WORK REQUEST: Go through the listing below and list every line with "level".

RECORDS FOR PROCESSING:
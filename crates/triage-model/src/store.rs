//! Issue store: generations of issue records
//!
//! Readers take an [`IssueSet`] snapshot and work against it; a reload
//! installs a whole new generation at once, so nobody observes a mix of
//! old and new records.

use crate::error::ModelError;
use crate::issue::Issue;
use parking_lot::RwLock;
use std::collections::HashMap;
use std::sync::Arc;

/// Read side of the issue store consumed by the resolver
pub trait IssueStore: Send + Sync {
    /// Current generation of records
    fn snapshot(&self) -> Arc<IssueSet>;

    /// Look up an issue in the current generation
    fn get_issue_by_name(&self, name: &str) -> Option<Arc<Issue>> {
        self.snapshot().get(name).cloned()
    }

    /// Names of visible issues, in load order
    fn list_visible_issue_names(&self) -> Vec<String> {
        self.snapshot().visible_names()
    }

    /// Generation counter of the current snapshot
    fn generation(&self) -> u64 {
        self.snapshot().generation()
    }
}

/// Summary counts over one generation
#[derive(Debug, Clone, Copy, PartialEq)]
pub struct StoreStatistics {
    /// Number of issues
    pub total_issues: usize,
    /// Number of top-level checklist entries across all issues
    pub total_entries: usize,
    /// Average top-level entries per issue
    pub avg_entries_per_issue: f64,
}

/// Immutable generation of issue records
#[derive(Debug, Default)]
pub struct IssueSet {
    generation: u64,
    issues: HashMap<String, Arc<Issue>>,
    order: Vec<String>,
}

impl IssueSet {
    /// Build a generation from records, validating each one
    ///
    /// # Errors
    /// Returns the first invalid record or a duplicated name
    pub fn new(generation: u64, issues: impl IntoIterator<Item = Issue>) -> Result<Self, ModelError> {
        let mut set = Self {
            generation,
            ..Self::default()
        };
        for issue in issues {
            issue.validate()?;
            if set.issues.contains_key(&issue.name) {
                return Err(ModelError::DuplicateIssue(issue.name));
            }
            set.order.push(issue.name.clone());
            set.issues.insert(issue.name.clone(), Arc::new(issue));
        }
        Ok(set)
    }

    /// Generation counter
    #[inline]
    #[must_use]
    pub fn generation(&self) -> u64 {
        self.generation
    }

    /// Look up an issue by name
    #[inline]
    #[must_use]
    pub fn get(&self, name: &str) -> Option<&Arc<Issue>> {
        self.issues.get(name)
    }

    /// Check if an issue exists
    #[inline]
    #[must_use]
    pub fn contains(&self, name: &str) -> bool {
        self.issues.contains_key(name)
    }

    /// All names in load order
    #[must_use]
    pub fn names(&self) -> &[String] {
        &self.order
    }

    /// Visible names in load order
    #[must_use]
    pub fn visible_names(&self) -> Vec<String> {
        self.iter()
            .filter(|issue| issue.visible)
            .map(|issue| issue.name.clone())
            .collect()
    }

    /// Issues in load order
    pub fn iter(&self) -> impl Iterator<Item = &Arc<Issue>> {
        self.order.iter().filter_map(|name| self.issues.get(name))
    }

    /// Number of issues
    #[inline]
    #[must_use]
    pub fn len(&self) -> usize {
        self.issues.len()
    }

    /// Whether the generation holds no issues
    #[inline]
    #[must_use]
    pub fn is_empty(&self) -> bool {
        self.issues.is_empty()
    }

    /// Summary counts
    #[must_use]
    #[allow(clippy::cast_precision_loss)]
    pub fn statistics(&self) -> StoreStatistics {
        let total_entries: usize = self.issues.values().map(|i| i.checklist.len()).sum();
        let avg_entries_per_issue = if self.issues.is_empty() {
            0.0
        } else {
            total_entries as f64 / self.issues.len() as f64
        };
        StoreStatistics {
            total_issues: self.issues.len(),
            total_entries,
            avg_entries_per_issue,
        }
    }
}

/// In-memory store with atomic generation swaps
#[derive(Debug, Default)]
pub struct MemoryIssueStore {
    current: RwLock<Arc<IssueSet>>,
}

impl MemoryIssueStore {
    /// Create an empty store at generation 0
    #[inline]
    #[must_use]
    pub fn new() -> Self {
        Self::default()
    }

    /// Create a store holding `issues` as generation 1
    ///
    /// # Errors
    /// Returns the first invalid record or a duplicated name
    pub fn with_issues(issues: impl IntoIterator<Item = Issue>) -> Result<Self, ModelError> {
        let store = Self::new();
        store.replace(issues)?;
        Ok(store)
    }

    /// Install a new generation of records
    ///
    /// The previous generation stays intact on error. Returns the new
    /// generation number.
    ///
    /// # Errors
    /// Returns the first invalid record or a duplicated name
    pub fn replace(&self, issues: impl IntoIterator<Item = Issue>) -> Result<u64, ModelError> {
        let mut current = self.current.write();
        let generation = current.generation() + 1;
        let set = IssueSet::new(generation, issues)?;
        tracing::info!(generation, issues = set.len(), "installed issue generation");
        *current = Arc::new(set);
        Ok(generation)
    }

    /// Names of all issues, in load order
    #[must_use]
    pub fn issue_names(&self) -> Vec<String> {
        self.snapshot().names().to_vec()
    }

    /// Number of issues in the current generation
    #[must_use]
    pub fn issue_count(&self) -> usize {
        self.snapshot().len()
    }

    /// Summary counts for the current generation
    #[must_use]
    pub fn statistics(&self) -> StoreStatistics {
        self.snapshot().statistics()
    }
}

impl IssueStore for MemoryIssueStore {
    fn snapshot(&self) -> Arc<IssueSet> {
        self.current.read().clone()
    }
}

YOUR SOLUTION:
    /// Number of top-level checklist entries across all issues
    /// Average top-level entries per issue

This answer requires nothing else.